I've used Math.random()*2-1+Math.random()*2-1+Math.random()*2-1 many times in the past to get normally-distributed random numbers with a standard deviation of 1. Of course, it's a bit of an approximate, but it works, and I usually don't want numbers outside of the third standard deviation anyway. And I sort of understand why this works out the way it does (as in it makes sense in my head why numbers further from zero are much less likely), but I have no idea how to prove it legitimately.
Why is it that adding randoms in the range of [-1,1] three times specifically yields a standard deviation of 1? I did some tests and found adding four times gives a std. dev. of about 1.155, and adding twice gives around 0.813. Why is this?
I want to understand the real math behind this.
This is a combination of the central limit theorem (as @AlfonsoFernandez points out) and the fact that the sum of three such uniform distributions has a mean of 0 and a variance of 1 (shown below).
Let $X_i\sim U(0,1)$ then $1-2X_i\sim U(-1,1)$.

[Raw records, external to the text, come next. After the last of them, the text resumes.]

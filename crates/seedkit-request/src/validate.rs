use std::collections::BTreeMap;

use seedkit_core::keys::{COUNT_KEY, SCHEMA_KEY, option_key, populate_key, setting_key};
use seedkit_core::{
    Field, FieldOptions, FieldTypePlugin, PluginSource, Populate, RawInput, ResolvedType, Schema,
    SchemaId, TypeCatalog,
};

use crate::errors::{ErrorList, IssueKind, SeedIssue};
use crate::model::ChannelOptions;

/// Read the target schema id.
pub fn parse_schema_id(input: &dyn RawInput) -> Result<SchemaId, SeedIssue> {
    let Some(raw) = input.get_non_empty(SCHEMA_KEY) else {
        return Err(
            SeedIssue::invalid_input("schema_id_missing", "no schema selected").with_key(SCHEMA_KEY),
        );
    };

    raw.parse::<SchemaId>().map_err(|_| {
        SeedIssue::invalid_input(
            "schema_id_invalid",
            format!("schema id '{raw}' is not a valid identifier"),
        )
        .with_key(SCHEMA_KEY)
    })
}

/// Read the number of records to generate; it must be a positive integer.
pub fn parse_seed_count(input: &dyn RawInput) -> Result<u64, SeedIssue> {
    let raw = input.get_non_empty(COUNT_KEY).unwrap_or_default();

    match raw.parse::<u64>() {
        Ok(0) => Err(SeedIssue::invalid_input(
            "seed_count_not_positive",
            "seed count must be greater than zero",
        )
        .with_key(COUNT_KEY)),
        Ok(count) => Ok(count),
        Err(_) if raw.parse::<f64>().is_ok_and(f64::is_finite) => Err(SeedIssue::invalid_input(
            "seed_count_not_positive",
            format!("seed count '{raw}' must be a positive whole number"),
        )
        .with_key(COUNT_KEY)),
        Err(_) => Err(SeedIssue::invalid_input(
            "seed_count_not_numeric",
            "seed count must be numeric",
        )
        .with_key(COUNT_KEY)),
    }
}

/// Collect the raw values of enabled record options.
///
/// Options with an absent or empty value are skipped; this stage never fails.
pub fn collect_options(
    schema_id: SchemaId,
    known_options: &[String],
    input: &dyn RawInput,
) -> ChannelOptions {
    let mut options = ChannelOptions::new();
    for name in known_options {
        if let Some(value) = input.get_non_empty(&option_key(schema_id, name)) {
            options.insert(name.as_str(), value);
        }
    }
    options
}

/// Build validated options for one populated field.
///
/// Every declared setting is copied whether valid or not; a required setting
/// with an empty value adds one issue.
pub fn validate_field(
    schema_id: SchemaId,
    field: &Field,
    resolved: &ResolvedType,
    populate: Populate,
    plugin: &dyn FieldTypePlugin,
    input: &dyn RawInput,
) -> (FieldOptions, ErrorList) {
    let mut errors = ErrorList::new();
    let mut settings = BTreeMap::new();
    let mut count = None;

    for setting in plugin.settings() {
        let key = setting_key(schema_id, field.id, setting.name);
        let value = input.get(&key).unwrap_or_default();

        if setting.required && value.trim().is_empty() {
            errors.push(
                SeedIssue::invalid_input(
                    "missing_required_value",
                    format!(
                        "missing required value '{}' for field '{}'",
                        setting.name, field.label
                    ),
                )
                .with_key(key),
            );
        }

        settings.insert(setting.name.to_string(), value.to_string());
        if let Some(declared) = setting.count {
            count = Some(declared);
        }
    }

    let extra = match plugin.handle_extra(field, schema_id, input) {
        Ok(extra) => extra,
        Err(err) => {
            errors.push(
                SeedIssue::invalid_input(
                    "invalid_field_config",
                    format!("field '{}': {err}", field.label),
                )
                .with_key(populate_key(schema_id, field.id)),
            );
            serde_json::Value::Null
        }
    };

    let options = FieldOptions {
        field_id: field.id,
        key: field.key(),
        field_type: resolved.name.clone(),
        field_name: field.name.clone(),
        populate,
        settings,
        count,
        extra,
    };

    (options, errors)
}

/// Validate every field the request populates, in schema order.
pub fn collect_field_options(
    schema: &Schema,
    catalog: &TypeCatalog,
    plugins: &dyn PluginSource,
    input: &dyn RawInput,
) -> (Vec<FieldOptions>, ErrorList) {
    let mut errors = ErrorList::new();
    let mut fields = Vec::new();

    for field in &schema.fields {
        let key = populate_key(schema.id, field.id);
        let populate = match Populate::parse(input.get(&key)) {
            Ok(populate) => populate,
            Err(message) => {
                errors.push(
                    SeedIssue::invalid_input(
                        "invalid_populate_mode",
                        format!("field '{}': {message}", field.label),
                    )
                    .with_key(key),
                );
                continue;
            }
        };

        if !populate.is_populated() {
            continue;
        }

        let resolved = catalog.resolve(&field.field_type);
        let Some(plugin) = plugins.field_plugin(&resolved.name) else {
            errors.push(SeedIssue::new(
                IssueKind::PluginLoad,
                "plugin_missing",
                format!(
                    "no plugin loaded for type '{}' of field '{}'",
                    resolved.name, field.label
                ),
            ));
            continue;
        };

        let (options, field_errors) =
            validate_field(schema.id, field, &resolved, populate, plugin, input);
        errors.merge(field_errors);
        fields.push(options);
    }

    (fields, errors)
}
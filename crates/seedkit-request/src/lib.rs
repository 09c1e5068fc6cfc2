//! Seed request contracts and validation.
//!
//! Turns raw, already-parsed input into a validated [`SeedRequest`],
//! aggregating every problem into an [`ErrorList`] instead of failing fast.

pub mod errors;
pub mod model;
pub mod validate;

pub use errors::{ErrorList, IssueKind, SeedIssue};
pub use model::{ChannelOptions, SeedRequest};
pub use validate::{
    collect_field_options, collect_options, parse_schema_id, parse_seed_count, validate_field,
};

Let $Y=(1-2X_1)+(1-2X_2)+(1-2X_3)$
By the CLT, as we add together $X_i$'s the distribution approaches a normal. Thus, $Y$ is approximately normal. Further:
$E(X_i)=0$; $Var(X_i)=\frac{1}{12}$
$E(1-2X_i)=0$; $Var(1-2X_i)=\frac{1}{3}$
Now we have:
$E(Y)=E(1-2X_1)+(1-2X_2)+(1-2X_3))=0$
And, since the variables are independent:
$Var(Y)=Var(1-2X_1+1-2X_2+1-2X_3)$
$=Var(1-2X_1)+Var(1-2X_2)+Var(1-2X_3)=1$
Thus, we have that $E(Y)=0$ and $Var(Y)=1$ and $Y$ is approximately normal.